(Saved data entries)

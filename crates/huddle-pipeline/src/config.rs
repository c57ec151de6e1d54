//! Pipeline configuration.

use serde::{Deserialize, Serialize};

fn default_max_attempts_primary() -> u32 {
    3
}

fn default_max_attempts_fallback() -> u32 {
    2
}

fn default_primary_model() -> String {
    "gpt-5.1-mini".to_string()
}

fn default_fallback_model() -> String {
    "gpt-5.1".to_string()
}

/// Retry budgets and model tiers for one pipeline instance.
#[derive(Clone, Debug, PartialEq, Eq, Serialize, Deserialize)]
#[serde(default)]
pub struct PipelineConfig {
    /// Generation model for the primary tier.
    pub primary_model: String,
    /// Generation model for the escalation tier.
    pub fallback_model: String,
    /// Attempt budget for the primary tier.
    pub max_attempts_primary: u32,
    /// Attempt budget for the fallback tier. Zero disables escalation.
    pub max_attempts_fallback: u32,
}

impl Default for PipelineConfig {
    fn default() -> Self {
        Self {
            primary_model: default_primary_model(),
            fallback_model: default_fallback_model(),
            max_attempts_primary: default_max_attempts_primary(),
            max_attempts_fallback: default_max_attempts_fallback(),
        }
    }
}

impl PipelineConfig {
    /// Total candidate budget across both tiers.
    #[must_use]
    pub fn total_budget(&self) -> u32 {
        self.max_attempts_primary + self.max_attempts_fallback
    }
}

> EXERCISE REQUIREMENTS:
This exercise calls for the lines from the one holding "pub struct PipelineConfig" through the end of the entries, transcribed exactly and with nothing more.

> EXERCISE OUTPUT:
pub struct PipelineConfig {
    /// Generation model for the primary tier.
    pub primary_model: String,
    /// Generation model for the escalation tier.
    pub fallback_model: String,
    /// Attempt budget for the primary tier.
    pub max_attempts_primary: u32,
    /// Attempt budget for the fallback tier. Zero disables escalation.
    pub max_attempts_fallback: u32,
}

impl Default for PipelineConfig {
    fn default() -> Self {
        Self {
            primary_model: default_primary_model(),
            fallback_model: default_fallback_model(),
            max_attempts_primary: default_max_attempts_primary(),
            max_attempts_fallback: default_max_attempts_fallback(),
        }
    }
}

impl PipelineConfig {
    /// Total candidate budget across both tiers.
    #[must_use]
    pub fn total_budget(&self) -> u32 {
        self.max_attempts_primary + self.max_attempts_fallback
    }
}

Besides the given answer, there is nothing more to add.